EDP vende centrais mini hídricas em negócio avaliado em 164 milhões de euros

As 21 centrais mini-hídricas em causa têm uma concessão residual média de 14 anos, situam-se na região Centro e Norte de Portugal e totalizam 103 megawatts de capacidade instalada.

Cristina Bernardo

A EDP anunciou esta sexta-feira, antes da abertura do mercado, que chegou a acordo para a venda de 100% da EDP Small Hydro (que detém sete centrais mini-hídricas) e a Pebble Hydro (com mais 14 centrais) à Aquila Capital.

A operação está avaliada em 164 milhões de euros, sendo que o EBITDA – lucros antes de juros, impostos, depreciação e amortização – das duas entidades somou 21 milhões de euros no último ano, segundo a energética.

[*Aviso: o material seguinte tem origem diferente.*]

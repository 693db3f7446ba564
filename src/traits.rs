use std::ops;

/// Types that support the trigonometric functions.
pub trait Trig: Sized {
    /// Computes the sine of the angle `self` (in radians).
    fn sin(self) -> Self;
    /// Computes the cosine of the angle `self` (in radians).
    fn cos(self) -> Self;
    /// Computes the arccosine of `self`, in radians.
    fn acos(self) -> Self;

    /// Computes the sine and cosine of `self` at once.
    fn sin_cos(self) -> (Self, Self)
    where
        Self: Copy,
    {
        (self.sin(), self.cos())
    }
}

/// Types that support computing their square root.
pub trait Sqrt {
    fn sqrt(self) -> Self;
}

/// Types that support a `min` and `max` operation.
///
/// [`f32`] and [`f64`] implement this trait in terms of the [`f32::min`] and [`f32::max`] functions
/// ([`f64::min`] and [`f64::max`] respectively). Built-in integer types implement it in terms of
/// [`Ord::min`] and [`Ord::max`].
pub trait MinMax: Sized {
    fn min(self, other: Self) -> Self;
    fn max(self, other: Self) -> Self;
    fn clamp(self, min: Self, max: Self) -> Self {
        self.max(min).min(max)
    }
}
macro_rules! ord_min_max {
    ($($types:ty),+) => {
        $(
            impl MinMax for $types {
                fn min(self, other: Self) -> Self {
                    Ord::min(self, other)
                }

                fn max(self, other: Self) -> Self {
                    Ord::max(self, other)
                }
            }
        )+
    };
}
ord_min_max!(u8, u16, u32, u64, u128, i8, i16, i32, i64, i128);

/// Types that have a "zero" value (an additive identity).
pub trait Zero {
    /// The *0* value of this type.
    const ZERO: Self;
}

/// Types that have a "one" value (a multiplicative identity).
pub trait One {
    /// The *1* value of this type.
    const ONE: Self;
}

macro_rules! int_consts {
    ($($types:ty),+) => {
        $(
            impl Zero for $types {
                const ZERO: Self = 0;
            }

            impl One for $types {
                const ONE: Self = 1;
            }
        )+
    };
}
int_consts!(u8, u16, u32, u64, u128, i8, i16, i32, i64, i128);

/// A trait for numeric types that support basic arithmetic operations.
///
/// This is implemented for the signed integer types as well as for [`f32`] and [`f64`]. Integer
/// matrices support the exact operations (products, [determinants], [adjugates]), while anything
/// that needs a square root or a division by a computed value requires [`Float`].
///
/// [determinants]: crate::Matrix::determinant
/// [adjugates]: crate::Matrix::adjugate
pub trait Number:
    Zero
    + One
    + ops::Neg<Output = Self>
    + ops::Add<Output = Self>
    + ops::Sub<Output = Self>
    + ops::Mul<Output = Self>
    + ops::Div<Output = Self>
    + PartialEq
    + Copy
{
}
impl<T> Number for T where
    T: Zero
        + One
        + ops::Neg<Output = Self>
        + ops::Add<Output = Self>
        + ops::Sub<Output = Self>
        + ops::Mul<Output = Self>
        + ops::Div<Output = Self>
        + PartialEq
        + Copy
{
}

/// Floating-point scalar types ([`f32`] and [`f64`]).
///
/// This is the element type required by every operation that normalizes, inverts, or otherwise
/// needs real-valued arithmetic.
pub trait Float: Number + Sqrt + Trig + MinMax + PartialOrd {
    /// The difference between `1.0` and the next larger representable number.
    const EPSILON: Self;

    /// Returns the absolute value of `self`.
    fn abs(self) -> Self;

    /// Converts an [`f64`] to this type, rounding if necessary.
    fn from_f64(value: f64) -> Self;
}

macro_rules! float_impls {
    ($($ty:ident),+) => {
        $(
            impl Zero for $ty {
                const ZERO: Self = 0.0;
            }

            impl One for $ty {
                const ONE: Self = 1.0;
            }

            impl MinMax for $ty {
                fn min(self, other: Self) -> Self {
                    self.min(other)
                }

                fn max(self, other: Self) -> Self {
                    self.max(other)
                }
            }

            impl Sqrt for $ty {
                fn sqrt(self) -> Self {
                    self.sqrt()
                }
            }

            impl Trig for $ty {
                fn sin(self) -> Self {
                    self.sin()
                }

                fn cos(self) -> Self {
                    self.cos()
                }

                fn acos(self) -> Self {
                    self.acos()
                }

                fn sin_cos(self) -> (Self, Self) {
                    self.sin_cos()
                }
            }

            impl Float for $ty {
                const EPSILON: Self = $ty::EPSILON;

                fn abs(self) -> Self {
                    self.abs()
                }

                fn from_f64(value: f64) -> Self {
                    value as $ty
                }
            }
        )+
    };
}
float_impls!(f32, f64);

/// Returns `1/2` in the given number type.
pub(crate) fn one_half<T: Number>() -> T {
    T::ONE / (T::ONE + T::ONE)
}

#[cfg(test)]
mod tests {
    use super::*;

    #[test]
    fn clamp() {
        assert_eq!(MinMax::clamp(5, 0, 3), 3);
        assert_eq!(MinMax::clamp(-1.5f32, -1.0, 1.0), -1.0);
        assert_eq!(MinMax::clamp(0.25f64, -1.0, 1.0), 0.25);
    }

    #[test]
    fn float_consts() {
        assert_eq!(<f32 as Float>::EPSILON, f32::EPSILON);
        assert_eq!(<f64 as Float>::from_f64(0.5), 0.5);
        assert_eq!(one_half::<f32>(), 0.5);
        assert_eq!(Float::abs(-2.0f64), 2.0);
    }
}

A informação foi divulgada esta manhã à Comissão do Mercado de Valores Mobiliários. O comunicado enviado ao regulador revela que as 21 centrais mini-hídricas em causa têm uma concessão residual média de 14 anos, situam-se na região Centro e Norte de Portugal e totalizam 103 megawatts de capacidade instalada.

“Com esta transação e com a venda de 50% da EDP Produção Bioeléctrica S.A. à Altri, acordada a 31 de Julho de 2018 por 55 milhões de euros, a EDP visa uma maior otimização do portfólio, através da alienação de atividades não estratégicas e de escala reduzida em Portugal, bem como da alocação destes fundos a outras áreas de crescimento”, explica a EDP, na mesma nota.

À CMVM, a elétrica revelou ontem que o seu lucro líquido caiu 74%, em termos homólogos, para 297 milhões de euros nos primeiros nove meses de 2018, devido a dois fatores não-recorrentes. A empresa revelou que no terceiro trimestre fez uma provisão em relação aos 285 milhões que o Estado exige pela alegada sobrecompensação da EDP  nas centrais que operavam em regime de Custos de Manutenção do Equilíbrio Contratual (CMEC). O EBITDA desceu 26%, também face ao mesmo período do ano passado,  para 2.410 milhões de euros.

A 27 de setembro, a EDP reviu em baixa para entre 500 e 600 milhões de euros a expectativa de resultado líquido do grupo em 2018, abaixo dos 800 milhões de euros antes estimados, na sequência de “medidas adversas” tomadas pelo Estado português.